The exhaustion of pent-up demand at Walt Disney World has been a hot topic for months, with potential impacts to discounts, crowd levels, return of Dining Plan, and pullback on nickel & diming and price increases. Now, consumer spending is starting to slow and the engine of the U.S. economy is stalling. This post covers what’s happening in the bigger picture and what that means for Walt Disney World.
In part, this is not a new conversation. We published What Does Walt Disney World Do During a Recession?last summer when the country entered a technical recession. Even beyond that, every single new discount release has included discussion about pent-up demand fizzling out, inflation on necessities resulting in reductions to discretionary spending, and depleted household savings and rising debt levels.
Our prediction has been that consumers would return to being more cost-conscious and price sensitive, and things will normalize at Walt Disney World, as those dynamics play out. Our short and sweet answer as to what that means in this context is that Walt Disney World will end up offering better discounts, bringing back familiar fan favorites. What follows is the why of that, starting with the broader economic environment.
In short, consumer spending is sputtering. Retail sales fell 1.1% in December, reflecting tepid consumer demand even during the busy holiday shopping season. That wasn’t an isolated occurrence or anomaly–retail purchases have fallen in three of the past four months. That followed consecutive quarters during which retailers like Walmart and Target raised red flags about weaker forward-looking demand.
Spending on services was flat in December when adjusted for inflation, matching November. Services outlays were supported by housing and utilities, air travel, and recreation–as Americans cut spending at restaurants and bars. This resulted in the worst monthly reading in nearly a year. Consumers pushed back on price hikes in particular, which is a positive for fighting inflation.
This is a sharp contrast from the prior year-plus when Americans lifted the economy out of its pandemic downturn starting in the second half of 2020. That helped the United States avoid what many economists worried would be a prolonged recession, as consumer spending on goods–followed by services–fueled economic growth.
Even as inflation accelerated, Americans kept spending in the last year. Consumer spending strength was aided by government stimulus, flush savings accounts, and cheap credit. Despite four-decade-high inflation last year, consumers continued on undeterred. Americans actually outspent inflation–through the first 9 months of 2022, consumer spending growth exceeded price increases by about 2%.
That tides have turned, and spending is slowing while inflation remains elevated–in part because inflation is still running hot. In December, the share of monthly income Americans set aside for savings was only 3.4%, down from 7.5% a year earlier and from a record high in Spring 2020 when the savings rate spiked to over 30%. Back then, many Americans were stuck at home and not spending on travel, leisure, restaurants, or other services, bolstering that household savings rate to record levels.
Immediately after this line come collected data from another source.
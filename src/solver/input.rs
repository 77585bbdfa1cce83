use byteorder::{ByteOrder, LittleEndian};
use log::{debug, warn};

use crate::engine::host::DebuggerHost;
use crate::engine::{MemoryCell, Register, SymbolicEngine};
use crate::solver::Error;

/// A solved concretization request: the cells and registers that force the
/// branch at `bound` toward `dst_address`. Values are not stored here; they
/// live in the engine's concrete store and are read out at apply time.
#[derive(Debug, Clone)]
pub struct Input {
    pub bound: usize,
    pub src_address: u64,
    pub dst_address: u64,
    pub memory_operands: Vec<MemoryCell>,
    pub register_operands: Vec<Register>,
}

impl Input {
    pub fn new(bound: usize, src_address: u64, dst_address: u64) -> Self {
        Input {
            bound,
            src_address,
            dst_address,
            memory_operands: Vec::new(),
            register_operands: Vec::new(),
        }
    }

    /// Write this input into the live process and re-assert it into the
    /// engine's store, which concretizes the operands from here on.
    /// Memory first, then registers; the two sets are disjoint.
    pub fn apply<'ctx, E, H>(&self, engine: &mut E, host: &mut H) -> Result<(), Error>
    where
        E: SymbolicEngine<'ctx>,
        H: DebuggerHost,
    {
        for cell in &self.memory_operands {
            let value = engine.get_concrete_memory_value(*cell)?;
            let len = cell.size as usize;
            if len > 16 {
                warn!("{} is wider than 128 bits; writing the low 16 bytes", cell);
            }
            let bytes = le_bytes(value, len.min(16));
            host.write_memory(cell.address, &bytes[..len.min(16)])?;
            engine.set_concrete_memory_value(*cell, value)?;
            engine.concretize_memory(*cell)?;
            debug!("memory {} set to {:#x}", cell, value);
        }
        for register in &self.register_operands {
            let value = engine.get_concrete_register_value(register)?;
            host.write_register(&register.name, value)?;
            engine.set_concrete_register_value(register, value)?;
            engine.concretize_register(register)?;
            debug!("register {} set to {:#x}", register, value);
        }
        Ok(())
    }
}

// Little-endian encoding of the low `len` bytes of `value`, `len <= 16`.
fn le_bytes(value: u128, len: usize) -> [u8; 16] {
    let mut buf = [0u8; 16];
    if len == 0 {
        return buf;
    }
    let masked = if len < 16 {
        value & ((1u128 << (8 * len as u32)) - 1)
    } else {
        value
    };
    LittleEndian::write_uint128(&mut buf[..len], masked, len);
    buf
}
use std::fmt;

use log::debug;

use crate::engine::host::DebuggerHost;
use crate::engine::{Register, SymbolicEngine};
use crate::solver::Error;

/// x86 conditional-jump kinds the negator knows about. The JCXZ family
/// tests a register, not flags, so it carries no flip rule.
#[derive(Debug, Clone, Copy, PartialEq, Eq, Hash)]
pub enum ConditionCode {
    Ja,
    Jae,
    Jb,
    Jbe,
    Je,
    Jne,
    Jg,
    Jge,
    Jl,
    Jle,
    Jo,
    Jno,
    Jp,
    Jnp,
    Js,
    Jns,
    Jcxz,
    Jecxz,
    Jrcxz,
}

impl ConditionCode {
    pub fn mnemonic(self) -> &'static str {
        match self {
            ConditionCode::Ja => "ja",
            ConditionCode::Jae => "jae",
            ConditionCode::Jb => "jb",
            ConditionCode::Jbe => "jbe",
            ConditionCode::Je => "je",
            ConditionCode::Jne => "jne",
            ConditionCode::Jg => "jg",
            ConditionCode::Jge => "jge",
            ConditionCode::Jl => "jl",
            ConditionCode::Jle => "jle",
            ConditionCode::Jo => "jo",
            ConditionCode::Jno => "jno",
            ConditionCode::Jp => "jp",
            ConditionCode::Jnp => "jnp",
            ConditionCode::Js => "js",
            ConditionCode::Jns => "jns",
            ConditionCode::Jcxz => "jcxz",
            ConditionCode::Jecxz => "jecxz",
            ConditionCode::Jrcxz => "jrcxz",
        }
    }

    /// The pure flag rewrite that flips this condition, when flags alone
    /// can flip it.
    pub fn flip_rule(self) -> Option<fn(Flags) -> Flags> {
        match self {
            ConditionCode::Ja => Some(flip_ja),
            ConditionCode::Jae => Some(flip_jae),
            ConditionCode::Jb => Some(flip_jb),
            ConditionCode::Jbe => Some(flip_jbe),
            ConditionCode::Je | ConditionCode::Jne => Some(flip_zero),
            ConditionCode::Jg => Some(flip_jg),
            ConditionCode::Jge => Some(flip_jge),
            ConditionCode::Jl => Some(flip_jl),
            ConditionCode::Jle => Some(flip_jle),
            ConditionCode::Jo | ConditionCode::Jno => Some(flip_overflow),
            ConditionCode::Jp | ConditionCode::Jnp => Some(flip_parity),
            ConditionCode::Js | ConditionCode::Jns => Some(flip_sign),
            ConditionCode::Jcxz | ConditionCode::Jecxz | ConditionCode::Jrcxz => None,
        }
    }
}

impl fmt::Display for ConditionCode {
    fn fmt(&self, f: &mut fmt::Formatter<'_>) -> fmt::Result {
        f.write_str(self.mnemonic())
    }
}

#[derive(Debug, Default, Clone, Copy, PartialEq, Eq)]
pub struct Flags {
    pub zero_flag: bool,       // Set if the result is zero
    pub sign_flag: bool,       // Set if the result is negative
    pub carry_flag: bool,      // Set on unsigned overflow out of the most significant bit
    pub overflow_flag: bool,   // Set on signed overflow out of the most significant bit
    pub parity_flag: bool,     // Set if the number of set bits is even
}

impl Flags {
    fn pairs(self) -> [(&'static str, bool); 5] {
        [
            ("CF", self.carry_flag),
            ("ZF", self.zero_flag),
            ("SF", self.sign_flag),
            ("OF", self.overflow_flag),
            ("PF", self.parity_flag),
        ]
    }

    // Read the five condition-code flags from the live process.
    pub fn read_from<H: DebuggerHost>(host: &H) -> Result<Self, Error> {
        Ok(Flags {
            carry_flag: host.read_register("CF")? != 0,
            zero_flag: host.read_register("ZF")? != 0,
            sign_flag: host.read_register("SF")? != 0,
            overflow_flag: host.read_register("OF")? != 0,
            parity_flag: host.read_register("PF")? != 0,
        })
    }

    // Write the five condition-code flags into the live process.
    pub fn write_to<H: DebuggerHost>(self, host: &mut H) -> Result<(), Error> {
        for (name, value) in self.pairs() {
            host.write_register(name, value as u64)?;
        }
        Ok(())
    }

    // Mirror the five flags into the engine's concrete register store.
    pub fn write_to_engine<'ctx, E: SymbolicEngine<'ctx>>(
        self,
        engine: &mut E,
    ) -> Result<(), Error> {
        for (name, value) in self.pairs() {
            engine.set_concrete_register_value(&Register::new(name), value as u64)?;
        }
        Ok(())
    }
}

impl fmt::Display for Flags {
    fn fmt(&self, f: &mut fmt::Formatter<'_>) -> fmt::Result {
        write!(
            f,
            "CF={} ZF={} SF={} OF={} PF={}",
            self.carry_flag as u8,
            self.zero_flag as u8,
            self.sign_flag as u8,
            self.overflow_flag as u8,
            self.parity_flag as u8
        )
    }
}

fn flip_ja(mut flags: Flags) -> Flags {
    if !flags.carry_flag && !flags.zero_flag {
        flags.carry_flag = true;
        flags.zero_flag = true;
    } else {
        flags.carry_flag = false;
        flags.zero_flag = false;
    }
    flags
}

fn flip_jae(mut flags: Flags) -> Flags {
    if !flags.carry_flag || !flags.zero_flag {
        flags.carry_flag = true;
        flags.zero_flag = true;
    } else {
        flags.carry_flag = false;
        flags.zero_flag = false;
    }
    flags
}

fn flip_jb(mut flags: Flags) -> Flags {
    flags.carry_flag = !flags.carry_flag;
    flags
}

fn flip_jbe(mut flags: Flags) -> Flags {
    if flags.carry_flag || flags.zero_flag {
        flags.carry_flag = false;
        flags.zero_flag = false;
    } else {
        flags.carry_flag = true;
        flags.zero_flag = true;
    }
    flags
}

fn flip_zero(mut flags: Flags) -> Flags {
    flags.zero_flag = !flags.zero_flag;
    flags
}

fn flip_jg(mut flags: Flags) -> Flags {
    if flags.sign_flag == flags.overflow_flag && !flags.zero_flag {
        flags.sign_flag = !flags.overflow_flag;
        flags.zero_flag = true;
    } else {
        flags.sign_flag = flags.overflow_flag;
        flags.zero_flag = false;
    }
    flags
}

fn flip_jge(mut flags: Flags) -> Flags {
    if flags.sign_flag == flags.overflow_flag || flags.zero_flag {
        flags.sign_flag = !flags.overflow_flag;
        flags.zero_flag = false;
    } else {
        flags.sign_flag = flags.overflow_flag;
        flags.zero_flag = true;
    }
    flags
}

fn flip_jl(mut flags: Flags) -> Flags {
    if flags.sign_flag == flags.overflow_flag {
        flags.sign_flag = !flags.overflow_flag;
    } else {
        flags.sign_flag = flags.overflow_flag;
    }
    flags
}

fn flip_jle(mut flags: Flags) -> Flags {
    if flags.sign_flag != flags.overflow_flag || flags.zero_flag {
        flags.sign_flag = flags.overflow_flag;
        flags.zero_flag = false;
    } else {
        flags.sign_flag = !flags.overflow_flag;
        flags.zero_flag = true;
    }
    flags
}

fn flip_overflow(mut flags: Flags) -> Flags {
    flags.overflow_flag = !flags.overflow_flag;
    flags
}

fn flip_parity(mut flags: Flags) -> Flags {
    flags.parity_flag = !flags.parity_flag;
    flags
}

fn flip_sign(mut flags: Flags) -> Flags {
    flags.sign_flag = !flags.sign_flag;
    flags
}

/// Negate the conditional jump the process is stopped at by rewriting the
/// condition-code flags, without consulting the solver. The new flags go
/// into both the live process and the engine's concrete register store.
pub fn negate_by_flags<'ctx, E, H>(
    engine: &mut E,
    host: &mut H,
    kind: ConditionCode,
) -> Result<Flags, Error>
where
    E: SymbolicEngine<'ctx>,
    H: DebuggerHost,
{
    let rule = kind
        .flip_rule()
        .ok_or(Error::CannotNegateByFlags(kind))?;
    let before = Flags::read_from(host)?;
    let after = rule(before);
    after.write_to(host)?;
    after.write_to_engine(engine)?;
    debug!("negated {}: {} -> {}", kind, before, after);
    Ok(after)
}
For the sake of a more apples to apples comparison, the savings rate was 8.8% back in 2019. It has been below that for over a year at this point, and continues to decrease.
As the personal savings rate sank near an all-time low, credit card balances jumped 15% year over year, according to the latest quarterly report from the Federal Reserve Bank of New York. “With prices more than 8% higher than they were a year ago, it is perhaps unsurprising that balances are increasing,” Fed researchers wrote.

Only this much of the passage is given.